Importing TIDL from Python
TIDL includes a Python3 interface which is included with the BeagleBone AI version of the TIDL API. However it's not obvious how to use it since naively trying to run the Python example apps fails:
$ cd /usr/share/ti/examples/tidl/pybind
$ ./one_eo_per_frame.py
Traceback (most recent call last):
File "./one_eo_per_frame.py", line 35, in <module>
from tidl import DeviceId, DeviceType, Configuration, Executor, TidlError
ModuleNotFoundError: No module named 'tidl'
Unlike most Python packages, the TIDL Python interface is a .so
, not a
directory full of .py
files so I had a hard time figuring out where to look
for it. It turns out the trick is to add the following to your PYTHONPATH
:
$ PYTHONPATH=/usr/share/ti/tidl/tidl_api ./imagenet.py
Input: ../test/testvecs/input/objects/cat-pet-animal-domestic-104827.jpeg
TIOCL FATAL: Failed to open file /dev/mem
This time TIDL was found, but we need to run as root due to TIDL's need to
directly manipulate /dev/mem
. So,
$ sudo PYTHONPATH=/usr/share/ti/tidl/tidl_api ./imagenet.py
[sudo] password for debian:
Input: ../test/testvecs/input/objects/cat-pet-animal-domestic-104827.jpeg
1: Egyptian_cat, prob = 34.12%
2: tabby, prob = 34.12%
3: Angora, prob = 9.41%
4: tiger_cat, prob = 7.84%
Since TIDL Python apps have to run as root, you may run into unexpected errors
even if you export PYTHONPATH=/usr/share/ti/tidl/tidl_api
in your .bashrc
.
TIDL's Python API
This TIDL package for Python does not expose the entire TIDL C++ API to Python. Instead, it only provides the following as of version 01.04.00:
Method/Class/etc | Type |
---|---|
tidl.ArgInfo | pybind11_builtins.pybind11_type |
tidl.Configuration | pybind11_builtins.pybind11_type |
tidl.DeviceId | pybind11_builtins.pybind11_type |
tidl.DeviceType | pybind11_builtins.pybind11_type |
tidl.ExecutionObject | pybind11_builtins.pybind11_type |
tidl.ExecutionObjectPipeline | pybind11_builtins.pybind11_type |
tidl.Executor | pybind11_builtins.pybind11_type |
tidl.TidlError | type (it's an exception) |
tidl.allocate_memory | builtin_function_or_method |
tidl.enable_time_stamps | builtin_function_or_method |
tidl.free_memory | builtin_function_or_method |
The namespace of the tidl.so
package is dumped out by doing something like
this:
import sys
sys.path.append("/usr/share/ti/tidl/tidl_api")
import tidl
for part in dir(tidl):
print(part, eval("str(type(tidl.{}))".format(part)))

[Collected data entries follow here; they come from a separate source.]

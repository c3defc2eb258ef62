//! Task identity and lifecycle state.
//!
//! A [`ConversionTask`] moves through a fixed, forward-only sequence of
//! [`TaskStatus`] values:
//!
//! ```text
//! Created → Extracting ─┬─▶ Failed
//!                       └─▶ ProcessingPages → Assembling → Completed
//! ```
//!
//! Every mutation goes through a method that checks the transition, so a
//! task can never regress, and `result` is populated exactly when the task
//! reaches `Completed`.

use crate::error::Pdf2HtmlError;
use crate::output::CombinedDocument;
use chrono::{DateTime, Utc};
use serde::{Deserialize, Serialize};
use std::fmt;
use std::str::FromStr;
use uuid::Uuid;

/// Opaque task identifier.
#[derive(Debug, Clone, Copy, PartialEq, Eq, Hash, PartialOrd, Ord, Serialize, Deserialize)]
#[serde(transparent)]
pub struct TaskId(Uuid);

impl TaskId {
    pub fn new() -> Self {
        Self(Uuid::new_v4())
    }
}

impl Default for TaskId {
    fn default() -> Self {
        Self::new()
    }
}

impl fmt::Display for TaskId {
    fn fmt(&self, f: &mut fmt::Formatter<'_>) -> fmt::Result {
        self.0.fmt(f)
    }
}

impl FromStr for TaskId {
    type Err = uuid::Error;

    fn from_str(s: &str) -> Result<Self, Self::Err> {
        Uuid::parse_str(s).map(Self)
    }
}

/// Lifecycle stage of a task.
#[derive(Debug, Clone, Copy, PartialEq, Eq, Hash, Serialize, Deserialize)]
#[serde(rename_all = "snake_case")]
pub enum TaskStatus {
    Created,
    Extracting,
    ProcessingPages,
    Assembling,
    Completed,
    Failed,
}

impl TaskStatus {
    /// Whether `next` is the one legal successor of `self`.
    pub fn can_advance_to(self, next: TaskStatus) -> bool {
        use TaskStatus::*;
        matches!(
            (self, next),
            (Created, Extracting)
                | (Extracting, Failed)
                | (Extracting, ProcessingPages)
                | (ProcessingPages, Assembling)
                | (Assembling, Completed)
        )
    }

    pub fn is_terminal(self) -> bool {
        matches!(self, TaskStatus::Completed | TaskStatus::Failed)
    }
}

impl fmt::Display for TaskStatus {
    fn fmt(&self, f: &mut fmt::Formatter<'_>) -> fmt::Result {
        let s = match self {
            TaskStatus::Created => "created",
            TaskStatus::Extracting => "extracting",
            TaskStatus::ProcessingPages => "processing_pages",
            TaskStatus::Assembling => "assembling",
            TaskStatus::Completed => "completed",
            TaskStatus::Failed => "failed",
        };
        f.write_str(s)
    }
}

/// One document conversion job.
#[derive(Debug, Clone)]
pub struct ConversionTask {
    pub id: TaskId,
    status: TaskStatus,
    /// Human-readable handle to the input (path, URL or upload name).
    pub source: String,
    page_count: usize,
    completed_page_count: usize,
    errors: Vec<String>,
    pub created_at: DateTime<Utc>,
    completed_at: Option<DateTime<Utc>>,
    result: Option<CombinedDocument>,
}

impl ConversionTask {
    pub fn new(source: impl Into<String>) -> Self {
        Self {
            id: TaskId::new(),
            status: TaskStatus::Created,
            source: source.into(),
            page_count: 0,
            completed_page_count: 0,
            errors: Vec::new(),
            created_at: Utc::now(),
            completed_at: None,
            result: None,
        }
    }

    pub fn status(&self) -> TaskStatus {
        self.status
    }

    pub fn page_count(&self) -> usize {
        self.page_count
    }

    pub fn completed_page_count(&self) -> usize {
        self.completed_page_count
    }

    pub fn errors(&self) -> &[String] {
        &self.errors
    }

    pub fn completed_at(&self) -> Option<DateTime<Utc>> {
        self.completed_at
    }

    pub fn result(&self) -> Option<&CombinedDocument> {
        self.result.as_ref()
    }

    /// Move to the next stage. `Completed` is reachable only through
    /// [`ConversionTask::complete`] and `Failed` only through
    /// [`ConversionTask::fail`].
    pub fn advance(&mut self, next: TaskStatus) -> Result<(), Pdf2HtmlError> {
        if next.is_terminal() || !self.status.can_advance_to(next) {
            return Err(self.invalid(next));
        }
        self.status = next;
        Ok(())
    }

    /// Enter `Completed` with the assembled document.
    pub fn complete(&mut self, document: CombinedDocument) -> Result<(), Pdf2HtmlError> {
        if !self.status.can_advance_to(TaskStatus::Completed) {
            return Err(self.invalid(TaskStatus::Completed));
        }
        self.status = TaskStatus::Completed;
        self.result = Some(document);
        self.completed_at = Some(Utc::now());
        Ok(())
    }

    /// Enter `Failed`, recording why.
    pub fn fail(&mut self, error: impl Into<String>) -> Result<(), Pdf2HtmlError> {
        if !self.status.can_advance_to(TaskStatus::Failed) {
            return Err(self.invalid(TaskStatus::Failed));
        }
        self.status = TaskStatus::Failed;
        self.errors.push(error.into());
        self.completed_at = Some(Utc::now());
        Ok(())
    }

    /// Fix the number of pages once extraction has counted them.
    pub fn set_page_count(&mut self, n: usize) {
        self.page_count = n;
        self.completed_page_count = self.completed_page_count.min(n);
    }

    /// Count one more processed page, saturating at `page_count`.
    pub fn record_page_done(&mut self) {
        if self.completed_page_count < self.page_count {
            self.completed_page_count += 1;
        }
    }

    pub fn push_error(&mut self, error: impl Into<String>) {
        self.errors.push(error.into());
    }

    pub fn snapshot(&self) -> TaskSnapshot {
        TaskSnapshot {
            task_id: self.id,
            status: self.status,
            source: self.source.clone(),
            page_count: self.page_count,
            completed_page_count: self.completed_page_count,
            errors: self.errors.clone(),
            created_at: self.created_at,
            completed_at: self.completed_at,
            result_available: self.result.is_some(),
        }
    }

    fn invalid(&self, to: TaskStatus) -> Pdf2HtmlError {
        Pdf2HtmlError::InvalidTransition {
            task_id: self.id,
            from: self.status,
            to,
        }
    }
}

/// Point-in-time view of a task, as returned by status polls.
#[derive(Debug, Clone, PartialEq, Serialize, Deserialize)]
pub struct TaskSnapshot {
    pub task_id: TaskId,
    pub status: TaskStatus,
    pub source: String,
    pub page_count: usize,
    pub completed_page_count: usize,
    pub errors: Vec<String>,
    pub created_at: DateTime<Utc>,
    pub completed_at: Option<DateTime<Utc>>,
    pub result_available: bool,
}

Notably, the C++ tidl::imgutil
is not included so we don't have access to
tidl::imgutil::PreprocessImage
. This function applies the
OpenCV steps required to transform any old input image into the format expected
TIDL's models. So, we have to preprocess images ourselves in Python with
OpenCV; TI's imagenet.py example shows how this is done.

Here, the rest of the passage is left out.